Your task -
All lines up to and including the one that contains "a 2x2 linear" are to be transcribed exactly, starting from the first line of the records.

──────

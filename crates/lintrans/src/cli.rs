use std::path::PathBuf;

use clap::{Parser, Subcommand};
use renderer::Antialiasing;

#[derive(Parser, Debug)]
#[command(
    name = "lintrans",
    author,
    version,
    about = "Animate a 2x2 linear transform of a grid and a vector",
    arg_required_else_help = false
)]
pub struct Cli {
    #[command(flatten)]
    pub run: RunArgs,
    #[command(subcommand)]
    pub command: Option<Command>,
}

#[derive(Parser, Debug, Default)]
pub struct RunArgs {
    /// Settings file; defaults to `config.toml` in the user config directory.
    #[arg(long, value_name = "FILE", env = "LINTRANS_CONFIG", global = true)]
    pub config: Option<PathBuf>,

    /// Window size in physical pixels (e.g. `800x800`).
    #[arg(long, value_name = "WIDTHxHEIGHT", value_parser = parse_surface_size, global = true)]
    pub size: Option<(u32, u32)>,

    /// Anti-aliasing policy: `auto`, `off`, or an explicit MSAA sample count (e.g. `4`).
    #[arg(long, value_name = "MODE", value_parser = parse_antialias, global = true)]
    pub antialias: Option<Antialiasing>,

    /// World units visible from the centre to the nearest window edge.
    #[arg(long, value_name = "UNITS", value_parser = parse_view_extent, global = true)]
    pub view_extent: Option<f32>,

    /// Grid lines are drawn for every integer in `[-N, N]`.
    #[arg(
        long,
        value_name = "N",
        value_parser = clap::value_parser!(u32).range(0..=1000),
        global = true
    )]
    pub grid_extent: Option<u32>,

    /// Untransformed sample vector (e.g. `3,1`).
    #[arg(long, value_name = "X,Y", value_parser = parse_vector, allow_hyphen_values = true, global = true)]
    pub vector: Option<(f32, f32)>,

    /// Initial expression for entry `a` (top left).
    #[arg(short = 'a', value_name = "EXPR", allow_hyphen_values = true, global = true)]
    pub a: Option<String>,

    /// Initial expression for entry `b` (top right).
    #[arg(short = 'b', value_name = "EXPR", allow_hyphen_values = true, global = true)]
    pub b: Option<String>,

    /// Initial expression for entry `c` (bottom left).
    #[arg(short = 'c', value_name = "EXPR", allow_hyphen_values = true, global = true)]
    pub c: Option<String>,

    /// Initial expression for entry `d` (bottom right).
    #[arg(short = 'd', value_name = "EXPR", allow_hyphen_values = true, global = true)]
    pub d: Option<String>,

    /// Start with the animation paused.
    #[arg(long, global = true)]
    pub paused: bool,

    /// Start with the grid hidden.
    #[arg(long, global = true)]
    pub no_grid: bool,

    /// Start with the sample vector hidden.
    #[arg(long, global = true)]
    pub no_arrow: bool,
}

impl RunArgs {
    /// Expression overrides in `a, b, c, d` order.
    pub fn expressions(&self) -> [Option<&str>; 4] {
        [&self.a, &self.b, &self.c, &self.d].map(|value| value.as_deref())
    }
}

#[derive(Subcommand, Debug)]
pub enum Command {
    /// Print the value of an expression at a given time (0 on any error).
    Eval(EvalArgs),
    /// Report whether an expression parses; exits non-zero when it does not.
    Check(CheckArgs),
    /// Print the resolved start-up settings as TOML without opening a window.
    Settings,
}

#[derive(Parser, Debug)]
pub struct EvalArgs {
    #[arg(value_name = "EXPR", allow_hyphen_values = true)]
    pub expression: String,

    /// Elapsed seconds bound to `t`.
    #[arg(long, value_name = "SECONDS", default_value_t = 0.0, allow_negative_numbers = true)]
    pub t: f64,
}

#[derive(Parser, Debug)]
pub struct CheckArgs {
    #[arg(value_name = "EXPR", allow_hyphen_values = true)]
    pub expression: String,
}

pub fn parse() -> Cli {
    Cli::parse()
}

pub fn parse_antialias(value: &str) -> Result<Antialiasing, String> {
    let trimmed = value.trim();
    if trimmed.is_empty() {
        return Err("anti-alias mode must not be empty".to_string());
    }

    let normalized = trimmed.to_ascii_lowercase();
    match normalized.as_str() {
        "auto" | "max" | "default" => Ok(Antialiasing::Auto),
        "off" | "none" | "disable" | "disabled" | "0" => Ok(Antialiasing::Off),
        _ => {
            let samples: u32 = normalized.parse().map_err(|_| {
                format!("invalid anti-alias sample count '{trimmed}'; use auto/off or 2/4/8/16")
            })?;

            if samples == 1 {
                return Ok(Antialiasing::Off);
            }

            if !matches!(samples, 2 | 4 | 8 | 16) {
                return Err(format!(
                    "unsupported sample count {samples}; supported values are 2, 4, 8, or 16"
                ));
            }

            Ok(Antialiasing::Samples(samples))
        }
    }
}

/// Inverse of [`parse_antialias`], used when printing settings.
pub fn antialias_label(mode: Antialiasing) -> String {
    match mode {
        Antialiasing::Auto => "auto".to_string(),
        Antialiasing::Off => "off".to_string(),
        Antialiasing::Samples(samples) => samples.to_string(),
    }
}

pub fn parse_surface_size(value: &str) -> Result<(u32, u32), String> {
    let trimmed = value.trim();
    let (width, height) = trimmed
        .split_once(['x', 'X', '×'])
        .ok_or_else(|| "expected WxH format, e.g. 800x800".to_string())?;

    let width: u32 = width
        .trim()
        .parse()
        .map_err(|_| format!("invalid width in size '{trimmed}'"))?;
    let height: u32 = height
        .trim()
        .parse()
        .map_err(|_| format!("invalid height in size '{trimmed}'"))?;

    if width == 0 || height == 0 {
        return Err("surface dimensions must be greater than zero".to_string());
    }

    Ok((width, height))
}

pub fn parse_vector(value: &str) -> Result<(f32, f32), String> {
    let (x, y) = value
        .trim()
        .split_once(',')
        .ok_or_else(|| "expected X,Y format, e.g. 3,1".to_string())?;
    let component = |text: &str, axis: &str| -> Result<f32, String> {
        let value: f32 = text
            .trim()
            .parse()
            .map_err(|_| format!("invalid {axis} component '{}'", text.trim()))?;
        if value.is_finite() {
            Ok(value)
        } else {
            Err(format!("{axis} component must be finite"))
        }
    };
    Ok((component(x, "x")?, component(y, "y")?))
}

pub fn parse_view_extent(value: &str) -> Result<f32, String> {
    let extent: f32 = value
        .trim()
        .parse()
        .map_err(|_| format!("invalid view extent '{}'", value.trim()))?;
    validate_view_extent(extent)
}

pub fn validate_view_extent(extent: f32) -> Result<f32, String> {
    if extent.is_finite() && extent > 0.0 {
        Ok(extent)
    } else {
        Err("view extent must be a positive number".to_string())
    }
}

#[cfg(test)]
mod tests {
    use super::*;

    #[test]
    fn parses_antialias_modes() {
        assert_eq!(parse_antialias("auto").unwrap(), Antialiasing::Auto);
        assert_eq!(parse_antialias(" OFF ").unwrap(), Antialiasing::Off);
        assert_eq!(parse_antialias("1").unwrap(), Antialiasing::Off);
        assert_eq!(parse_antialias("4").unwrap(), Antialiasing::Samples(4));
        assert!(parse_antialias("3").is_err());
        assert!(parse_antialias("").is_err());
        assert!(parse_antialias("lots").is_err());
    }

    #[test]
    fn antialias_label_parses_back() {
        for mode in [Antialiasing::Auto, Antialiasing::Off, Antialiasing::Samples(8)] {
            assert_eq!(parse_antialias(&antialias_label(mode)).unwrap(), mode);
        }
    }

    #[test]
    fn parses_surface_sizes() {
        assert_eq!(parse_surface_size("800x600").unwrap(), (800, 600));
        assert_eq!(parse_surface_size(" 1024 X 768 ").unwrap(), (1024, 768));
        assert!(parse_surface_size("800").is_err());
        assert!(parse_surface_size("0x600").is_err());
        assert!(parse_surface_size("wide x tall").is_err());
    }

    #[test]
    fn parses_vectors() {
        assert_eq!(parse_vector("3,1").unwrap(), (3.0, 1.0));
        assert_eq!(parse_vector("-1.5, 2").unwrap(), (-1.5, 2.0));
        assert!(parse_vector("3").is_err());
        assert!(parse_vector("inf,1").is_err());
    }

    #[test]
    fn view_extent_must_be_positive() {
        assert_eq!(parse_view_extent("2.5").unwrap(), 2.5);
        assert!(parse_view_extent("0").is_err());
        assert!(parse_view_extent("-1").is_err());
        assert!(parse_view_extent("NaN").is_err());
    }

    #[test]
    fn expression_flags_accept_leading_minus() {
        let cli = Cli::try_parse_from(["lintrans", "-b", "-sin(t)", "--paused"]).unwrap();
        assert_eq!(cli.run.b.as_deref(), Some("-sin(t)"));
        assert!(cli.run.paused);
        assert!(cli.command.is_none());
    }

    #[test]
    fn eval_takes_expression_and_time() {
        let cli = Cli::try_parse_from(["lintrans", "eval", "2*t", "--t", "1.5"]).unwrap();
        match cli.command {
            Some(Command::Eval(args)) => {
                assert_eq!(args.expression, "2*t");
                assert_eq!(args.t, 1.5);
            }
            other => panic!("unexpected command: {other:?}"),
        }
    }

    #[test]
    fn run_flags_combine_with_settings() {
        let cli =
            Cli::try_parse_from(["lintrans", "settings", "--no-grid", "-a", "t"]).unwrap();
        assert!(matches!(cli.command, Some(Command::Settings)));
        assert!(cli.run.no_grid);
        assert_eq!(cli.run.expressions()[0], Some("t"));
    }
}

──────

Answer to this problem -
filename crates/lintrans/src/cli.rs
use std::path::PathBuf;

use clap::{Parser, Subcommand};
use renderer::Antialiasing;

#[derive(Parser, Debug)]
#[command(
    name = "lintrans",
    author,
    version,
    about = "Animate a 2x2 linear transform of a grid and a vector",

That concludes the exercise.